_RECORD EXCERPTS_.
—————

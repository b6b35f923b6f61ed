// System query options and their application to an entity collection.

use super::evaluator::{compare_operands, DataProvider, ExpressionEvaluator, QueryContext};
use super::expression::{Expression, OrderByItem, SortDirection};
use super::operand::TypedOperand;
use super::parser::{parse_filter, parse_orderby};
use crate::data::Entity;
use crate::edm::EdmModel;
use crate::error::{ODataError, ODataResult};
use indexmap::IndexMap;
use percent_encoding::percent_decode_str;
use std::cmp::Ordering;
use tracing::debug;

/// Decoded query string of a resource request.
#[derive(Debug, Clone, Default, PartialEq, Eq)]
pub struct UriInfo {
    filter: Option<String>,
    orderby: Option<String>,
    top: Option<usize>,
    skip: Option<usize>,
    count: bool,
    aliases: IndexMap<String, String>,
}

fn decode(text: &str) -> ODataResult<String> {
    percent_decode_str(text)
        .decode_utf8()
        .map(|s| s.into_owned())
        .map_err(|_| ODataError::bad_request(format!("Query string is not valid UTF-8: {}", text)))
}

fn parse_count(value: &str) -> ODataResult<usize> {
    value
        .parse()
        .map_err(|_| ODataError::bad_request(format!("'{}' is not a non-negative integer", value)))
}

impl UriInfo {
    /// Parse a raw query string, with or without the leading `?`.
    ///
    /// Values are percent-decoded; `+` is kept literally. Custom query
    /// options and unsupported system options are ignored.
    pub fn from_query(query: &str) -> ODataResult<Self> {
        let mut info = UriInfo::default();
        let query = query.strip_prefix('?').unwrap_or(query);

        for pair in query.split('&').filter(|p| !p.is_empty()) {
            let (raw_key, raw_value) = pair.split_once('=').unwrap_or((pair, ""));
            let key = decode(raw_key)?;
            let value = decode(raw_value)?;

            let slot = match key.as_str() {
                "$filter" => &mut info.filter,
                "$orderby" => &mut info.orderby,
                "$top" => {
                    info.top = Some(parse_count(&value)?);
                    continue;
                }
                "$skip" => {
                    info.skip = Some(parse_count(&value)?);
                    continue;
                }
                "$count" => {
                    info.count = match value.as_str() {
                        "true" => true,
                        "false" => false,
                        other => {
                            return Err(ODataError::bad_request(format!(
                                "Invalid $count value '{}'",
                                other
                            )))
                        }
                    };
                    continue;
                }
                k if k.starts_with('@') => {
                    info.aliases.insert(k[1..].to_string(), value);
                    continue;
                }
                other => {
                    debug!(option = other, "ignoring query option");
                    continue;
                }
            };
            if slot.is_some() {
                return Err(ODataError::bad_request(format!(
                    "Query option {} is specified more than once",
                    key
                )));
            }
            *slot = Some(value);
        }
        Ok(info)
    }

    pub fn with_filter(mut self, filter: impl Into<String>) -> Self {
        self.filter = Some(filter.into());
        self
    }

    pub fn with_orderby(mut self, orderby: impl Into<String>) -> Self {
        self.orderby = Some(orderby.into());
        self
    }

    pub fn with_top(mut self, top: usize) -> Self {
        self.top = Some(top);
        self
    }

    pub fn with_skip(mut self, skip: usize) -> Self {
        self.skip = Some(skip);
        self
    }

    pub fn with_count(mut self, count: bool) -> Self {
        self.count = count;
        self
    }

    /// Register `@name=value`; `name` is given without the `@`.
    pub fn with_alias(mut self, name: impl Into<String>, value: impl Into<String>) -> Self {
        self.aliases.insert(name.into(), value.into());
        self
    }

    pub fn alias(&self, name: &str) -> Option<&str> {
        self.aliases.get(name).map(String::as_str)
    }

    pub fn filter(&self) -> Option<&str> {
        self.filter.as_deref()
    }

    pub fn orderby(&self) -> Option<&str> {
        self.orderby.as_deref()
    }

    pub fn top(&self) -> Option<usize> {
        self.top
    }

    pub fn skip(&self) -> Option<usize> {
        self.skip
    }

    pub fn count(&self) -> bool {
        self.count
    }
}

/// Parsed `$filter`.
#[derive(Debug, Clone, PartialEq)]
pub struct FilterOption {
    pub expression: Expression,
}

impl FilterOption {
    pub fn parse(text: &str) -> ODataResult<Self> {
        Ok(Self {
            expression: parse_filter(text)?,
        })
    }

    /// Keep the entities the predicate holds for. The first failing
    /// evaluation fails the whole read.
    pub fn apply(&self, entities: Vec<Entity>, ctx: QueryContext<'_>) -> ODataResult<Vec<Entity>> {
        let mut kept = Vec::with_capacity(entities.len());
        for entity in entities {
            if ExpressionEvaluator::for_entity(&entity, ctx).evaluate_filter(&self.expression)? {
                kept.push(entity);
            }
        }
        Ok(kept)
    }
}

/// Parsed `$orderby`.
#[derive(Debug, Clone, PartialEq)]
pub struct OrderByOption {
    pub items: Vec<OrderByItem>,
}

impl OrderByOption {
    pub fn parse(text: &str) -> ODataResult<Self> {
        Ok(Self {
            items: parse_orderby(text)?,
        })
    }

    /// Stable sort by the order keys; nulls sort first when ascending.
    pub fn apply(&self, entities: Vec<Entity>, ctx: QueryContext<'_>) -> ODataResult<Vec<Entity>> {
        let mut keyed = Vec::with_capacity(entities.len());
        for entity in entities {
            let evaluator = ExpressionEvaluator::for_entity(&entity, ctx);
            let keys = self
                .items
                .iter()
                .map(|item| evaluator.evaluate(&item.expression))
                .collect::<ODataResult<Vec<_>>>()?;
            keyed.push((keys, entity));
        }

        let mut failure = None;
        keyed.sort_by(|(a, _), (b, _)| {
            for (item, (ka, kb)) in self.items.iter().zip(a.iter().zip(b)) {
                let ordering = match compare_keys(ka, kb) {
                    Ok(ordering) => ordering,
                    Err(err) => {
                        failure.get_or_insert(err);
                        return Ordering::Equal;
                    }
                };
                let ordering = match item.direction {
                    SortDirection::Ascending => ordering,
                    SortDirection::Descending => ordering.reverse(),
                };
                if ordering != Ordering::Equal {
                    return ordering;
                }
            }
            Ordering::Equal
        });

        match failure {
            Some(err) => Err(err),
            None => Ok(keyed.into_iter().map(|(_, entity)| entity).collect()),
        }
    }
}

fn compare_keys(a: &TypedOperand, b: &TypedOperand) -> ODataResult<Ordering> {
    match (a.is_null(), b.is_null()) {
        (true, true) => return Ok(Ordering::Equal),
        (true, false) => return Ok(Ordering::Less),
        (false, true) => return Ok(Ordering::Greater),
        (false, false) => {}
    }
    let a = a.cast_to_common_type(b)?;
    let b = b.cast_to_common_type(&a)?;
    Ok(compare_operands(&a, &b)?.unwrap_or(Ordering::Equal))
}

/// Outcome of a collection read.
#[derive(Debug, Clone, PartialEq)]
pub struct QueryResult {
    pub entities: Vec<Entity>,
    /// Filtered size before paging, when `$count=true`.
    pub count: Option<usize>,
}

/// Apply `$filter`, `$count`, `$orderby`, `$skip` and `$top` in that order.
pub fn apply_query_options(
    entities: Vec<Entity>,
    uri_info: &UriInfo,
    edm: &EdmModel,
    provider: Option<&dyn DataProvider>,
) -> ODataResult<QueryResult> {
    let mut ctx = QueryContext::new(uri_info, edm);
    if let Some(provider) = provider {
        ctx = ctx.with_provider(provider);
    }

    let total = entities.len();
    let mut entities = match uri_info.filter() {
        Some(text) => FilterOption::parse(text)?.apply(entities, ctx)?,
        None => entities,
    };
    let count = uri_info.count().then_some(entities.len());

    if let Some(text) = uri_info.orderby() {
        entities = OrderByOption::parse(text)?.apply(entities, ctx)?;
    }
    let entities: Vec<Entity> = entities
        .into_iter()
        .skip(uri_info.skip().unwrap_or(0))
        .take(uri_info.top().unwrap_or(usize::MAX))
        .collect();

    debug!(total, matched = ?count, returned = entities.len(), "applied query options");
    Ok(QueryResult { entities, count })
}

#[cfg(test)]
mod tests {
    use super::*;
    use crate::data::PropertyValue;
    use crate::edm::{EdmPrimitiveKind, EdmProperty, EdmStructuredType, TypeRegistry};
    use std::sync::Arc;

    fn model() -> EdmModel {
        EdmModel::new("Demo", Arc::new(TypeRegistry::standard())).with_entity_type(
            EdmStructuredType::new("Person")
                .key("ID")
                .property(EdmProperty::primitive("ID", EdmPrimitiveKind::Int32))
                .property(EdmProperty::primitive("Name", EdmPrimitiveKind::String))
                .property(EdmProperty::primitive("Age", EdmPrimitiveKind::Int32)),
        )
    }

    fn people() -> Vec<Entity> {
        vec![
            Entity::new("Demo.Person").with("ID", 1).with("Name", "Carol").with("Age", 41),
            Entity::new("Demo.Person").with("ID", 2).with("Name", "Alice").with("Age", PropertyValue::null()),
            Entity::new("Demo.Person").with("ID", 3).with("Name", "Bob").with("Age", 29),
            Entity::new("Demo.Person").with("ID", 4).with("Name", "Dave").with("Age", 29),
        ]
    }

    fn ids(entities: &[Entity]) -> Vec<i32> {
        entities
            .iter()
            .filter_map(|e| match e.property("ID") {
                Some(PropertyValue::Primitive(crate::edm::PrimitiveValue::Int32(id))) => Some(*id),
                _ => None,
            })
            .collect()
    }

    #[test]
    fn test_from_query_decodes_values() {
        let info = UriInfo::from_query("?$filter=Name%20eq%20'a+b'&$top=2&$skip=1&$count=true&@p=5&x=y")
            .unwrap();
        assert_eq!(info.filter(), Some("Name eq 'a+b'"));
        assert_eq!(info.top(), Some(2));
        assert_eq!(info.skip(), Some(1));
        assert!(info.count());
        assert_eq!(info.alias("p"), Some("5"));
        assert_eq!(info.alias("x"), None);
    }

    #[test]
    fn test_from_query_rejects_bad_values() {
        assert!(UriInfo::from_query("$top=-1").is_err());
        assert!(UriInfo::from_query("$count=yes").is_err());
        assert!(UriInfo::from_query("$filter=a&$filter=b").is_err());
        assert!(UriInfo::from_query("$filter=%FF").is_err());
        assert_eq!(UriInfo::from_query("").unwrap(), UriInfo::default());
    }

    #[test]
    fn test_filter_count_and_paging() {
        let edm = model();
        let info = UriInfo::default()
            .with_filter("Age ge 29")
            .with_orderby("Name")
            .with_count(true)
            .with_skip(1)
            .with_top(1);
        let result = apply_query_options(people(), &info, &edm, None).unwrap();
        assert_eq!(result.count, Some(3));
        assert_eq!(ids(&result.entities), vec![1]);
    }

    #[test]
    fn test_orderby_nulls_first_and_stable() {
        let edm = model();
        let info = UriInfo::default().with_orderby("Age");
        let result = apply_query_options(people(), &info, &edm, None).unwrap();
        assert_eq!(ids(&result.entities), vec![2, 3, 4, 1]);
        assert_eq!(result.count, None);

        let info = UriInfo::default().with_orderby("Age desc,Name desc");
        let result = apply_query_options(people(), &info, &edm, None).unwrap();
        assert_eq!(ids(&result.entities), vec![1, 4, 3, 2]);
    }

    #[test]
    fn test_filter_error_fails_read() {
        let edm = model();
        let info = UriInfo::default().with_filter("Name add 1 eq 2");
        let err = apply_query_options(people(), &info, &edm, None).unwrap_err();
        assert_eq!(err.status_code(), 400);

        let info = UriInfo::default().with_filter("Name eq");
        assert!(apply_query_options(people(), &info, &edm, None).is_err());
    }

    #[test]
    fn test_orderby_error_fails_read() {
        let edm = model();
        let info = UriInfo::default().with_orderby("Name mul 2");
        assert!(apply_query_options(people(), &info, &edm, None).is_err());
    }
}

—————

_TASK OBJECTIVE_.
Wherever a line of the listing above contains the string "format", copy that line.

_COMPLETED EXERCISE_.
        .map_err(|_| ODataError::bad_request(format!("Query string is not valid UTF-8: {}", text)))
        .map_err(|_| ODataError::bad_request(format!("'{}' is not a non-negative integer", value)))
                            return Err(ODataError::bad_request(format!(
                return Err(ODataError::bad_request(format!(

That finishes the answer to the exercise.